Acute Mesenteric Ischemia: A Rare Complication Following Minimally Invasive Modified McKeown Laparoscopic Esophagectomy

October 10, 2024

Abstract

Background

Acute mesenteric ischemia (AMI) is a rare but life-threatening complication, occurring in approximately 1 out of every 1000 hospital admissions for acute abdominal pain. Embolization of the superior mesenteric artery (SMA) is the most frequent cause of both acute and chronic mesenteric ischemia. While AMI has been documented following open and laparoscopic surgeries, it is an extremely uncommon event.

Mesenteric venous thrombosis and non-occlusive mesenteric ischemia (vasospasm) have been proposed as potential causes of AMI after complex laparoscopic procedures like bariatric surgery and laparoscopic esophagectomy. This case report presents a unique case of AMI secondary to a mechanical obstruction of the SMA following laparoscopic esophagectomy.

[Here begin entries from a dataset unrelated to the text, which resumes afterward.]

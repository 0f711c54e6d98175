//! LaTeX rendering of expressions
//!
//! Emits the canonical output form: `\frac` for non-integer rationals,
//! `\left( \right)` grouping where precedence demands it, and matrices in
//! the canonical `pmatrix` spelling. The delimiter normalizer restyles the
//! matrix spelling afterwards when the caller asked for brackets.

use super::ast::{Expr, Matrix, Rational};

/// Render an expression as a LaTeX fragment.
pub fn render(expr: &Expr) -> String {
    match expr {
        Expr::Number(r) => render_number(r),
        Expr::Symbol(name) => render_symbol(name),
        Expr::Add(terms) => render_sum(terms),
        Expr::Mul(factors) => render_product(factors),
        Expr::Div(num, den) => format!("\\frac{{{}}}{{{}}}", render(num), render(den)),
        Expr::Pow(base, exp) => {
            format!("{}^{{{}}}", render_power_base(base), render(exp))
        }
        Expr::Sqrt(arg) => format!("\\sqrt{{{}}}", render(arg)),
        Expr::Matrix(m) => render_matrix(m),
    }
}

fn render_number(r: &Rational) -> String {
    if let Some(n) = r.as_integer() {
        n.to_string()
    } else {
        let sign = if r.is_negative() { "-" } else { "" };
        format!(
            "{}\\frac{{{}}}{{{}}}",
            sign,
            r.numerator().unsigned_abs(),
            r.denominator()
        )
    }
}

fn render_symbol(name: &str) -> String {
    if name.chars().count() == 1 {
        name.to_string()
    } else {
        format!("\\{}", name)
    }
}

fn render_sum(terms: &[Expr]) -> String {
    let mut out = String::new();
    for (i, term) in terms.iter().enumerate() {
        if i == 0 {
            out.push_str(&render(term));
            continue;
        }
        match negated_form(term) {
            Some(positive) => {
                out.push_str(" - ");
                out.push_str(&render(&positive));
            }
            None => {
                out.push_str(" + ");
                out.push_str(&render(term));
            }
        }
    }
    out
}

/// If the term carries a negative leading coefficient, return it with the
/// sign stripped so the sum can print `a - b` instead of `a + -b`.
fn negated_form(term: &Expr) -> Option<Expr> {
    match term {
        Expr::Number(r) if r.is_negative() => r.neg().ok().map(Expr::Number),
        Expr::Mul(factors) => match factors.first() {
            Some(Expr::Number(r)) if r.is_negative() => {
                let mut rest: Vec<Expr> = factors[1..].to_vec();
                let coeff = r.neg().ok()?;
                if !coeff.is_one() {
                    rest.insert(0, Expr::Number(coeff));
                }
                if rest.len() == 1 {
                    rest.pop()
                } else {
                    Some(Expr::Mul(rest))
                }
            }
            _ => None,
        },
        _ => None,
    }
}

fn render_product(factors: &[Expr]) -> String {
    let mut prefix = "";
    let mut rest = factors;
    if let Some(Expr::Number(r)) = factors.first() {
        if *r == Rational::integer(-1) && factors.len() > 1 {
            prefix = "-";
            rest = &factors[1..];
        }
    }
    let parts: Vec<String> = rest.iter().map(render_factor).collect();
    format!("{}{}", prefix, parts.join(" "))
}

fn render_factor(factor: &Expr) -> String {
    match factor {
        Expr::Add(_) => wrap(&render(factor)),
        _ => render(factor),
    }
}

fn render_power_base(base: &Expr) -> String {
    match base {
        Expr::Symbol(_) | Expr::Matrix(_) => render(base),
        Expr::Number(r) if !r.is_negative() && r.is_integer() => render(base),
        _ => wrap(&render(base)),
    }
}

fn render_matrix(m: &Matrix) -> String {
    let rows: Vec<String> = m
        .row_slices()
        .map(|row| {
            row.iter()
                .map(render)
                .collect::<Vec<String>>()
                .join(" & ")
        })
        .collect();
    format!("\\begin{{pmatrix}}{}\\end{{pmatrix}}", rows.join("\\\\"))
}

fn wrap(inner: &str) -> String {
    format!("\\left({}\\right)", inner)
}
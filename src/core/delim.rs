//! Matrix delimiter registry and normalization
//!
//! LaTeX spells matrix environments several ways: `pmatrix`, `bmatrix`, and
//! the `\left(\begin{matrix}` / `\left[\begin{matrix}` forms that renderers
//! like to emit. The normalizer rewrites every registered spelling to one
//! target pair by plain literal substitution. It is deliberately not
//! environment-aware: it does not check balance or pair identity, it only
//! replaces substrings, pair by pair, across the whole registry.

use lazy_static::lazy_static;

/// Canonical internal open delimiter used during preprocessing.
pub const CANONICAL_OPEN: &str = "\\begin{pmatrix}";

/// Canonical internal close delimiter used during preprocessing.
pub const CANONICAL_CLOSE: &str = "\\end{pmatrix}";

/// An ordered (open, close) pair of literal delimiter spellings.
#[derive(Debug, Clone, Copy, PartialEq, Eq)]
pub struct DelimiterPair {
    pub open: &'static str,
    pub close: &'static str,
}

impl DelimiterPair {
    pub const fn new(open: &'static str, close: &'static str) -> Self {
        DelimiterPair { open, close }
    }
}

/// An immutable list of recognized matrix delimiter spellings.
///
/// The registry is passed explicitly into the normalizer and the extractor
/// rather than living as mutable module state, so a caller can restrict or
/// extend the recognized spellings per conversion.
#[derive(Debug, Clone)]
pub struct DelimiterRegistry {
    pairs: Vec<DelimiterPair>,
}

lazy_static! {
    /// The standard registry: the four spellings recognized by default.
    pub static ref STANDARD_DELIMITERS: DelimiterRegistry = DelimiterRegistry::new(vec![
        DelimiterPair::new("\\left(\\begin{matrix}", "\\end{matrix}\\right)"),
        DelimiterPair::new("\\left[\\begin{matrix}", "\\end{matrix}\\right]"),
        DelimiterPair::new("\\begin{pmatrix}", "\\end{pmatrix}"),
        DelimiterPair::new("\\begin{bmatrix}", "\\end{bmatrix}"),
    ]);
}

impl DelimiterRegistry {
    /// Create a registry from an explicit list of pairs.
    pub fn new(pairs: Vec<DelimiterPair>) -> Self {
        DelimiterRegistry { pairs }
    }

    /// The registered pairs, in registration order.
    pub fn pairs(&self) -> &[DelimiterPair] {
        &self.pairs
    }

    /// Rewrite every registered open spelling to `target_open` and every
    /// registered close spelling to `target_close`.
    ///
    /// Replacement is unconditional string substitution with no nesting or
    /// matching checks; normalizing an already-normalized string is a no-op.
    pub fn normalize(&self, text: &str, target_open: &str, target_close: &str) -> String {
        let mut out = text.to_string();
        for pair in &self.pairs {
            out = out.replace(pair.open, target_open);
            out = out.replace(pair.close, target_close);
        }
        out
    }
}

impl Default for DelimiterRegistry {
    fn default() -> Self {
        STANDARD_DELIMITERS.clone()
    }
}

/// Output matrix bracket style.
#[derive(Debug, Clone, Copy, PartialEq, Eq, Default)]
pub enum BracketStyle {
    /// `\begin{pmatrix}` / `\end{pmatrix}` (the default)
    #[default]
    Round,
    /// `\begin{bmatrix}` / `\end{bmatrix}`
    Square,
}

impl BracketStyle {
    /// The open delimiter spelling for this style.
    pub fn open(&self) -> &'static str {
        match self {
            BracketStyle::Round => "\\begin{pmatrix}",
            BracketStyle::Square => "\\begin{bmatrix}",
        }
    }

    /// The close delimiter spelling for this style.
    pub fn close(&self) -> &'static str {
        match self {
            BracketStyle::Round => "\\end{pmatrix}",
            BracketStyle::Square => "\\end{bmatrix}",
        }
    }
}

A delay in diagnosis and treatment of AMI can lead to high morbidity and mortality. Therefore, vigilance and early exploration to rule AMI are paramount to avoid adverse outcomes.

Summary

A 70-year-old female underwent a minimally invasive modified McKeown (MIE) laparoscopic esophagectomy for squamous cell carcinoma (SCC) of the mid-esophagus (26 cm from the incisors). On postoperative day 5, the patient developed AMI, necessitating removal of a significant portion of the bowel.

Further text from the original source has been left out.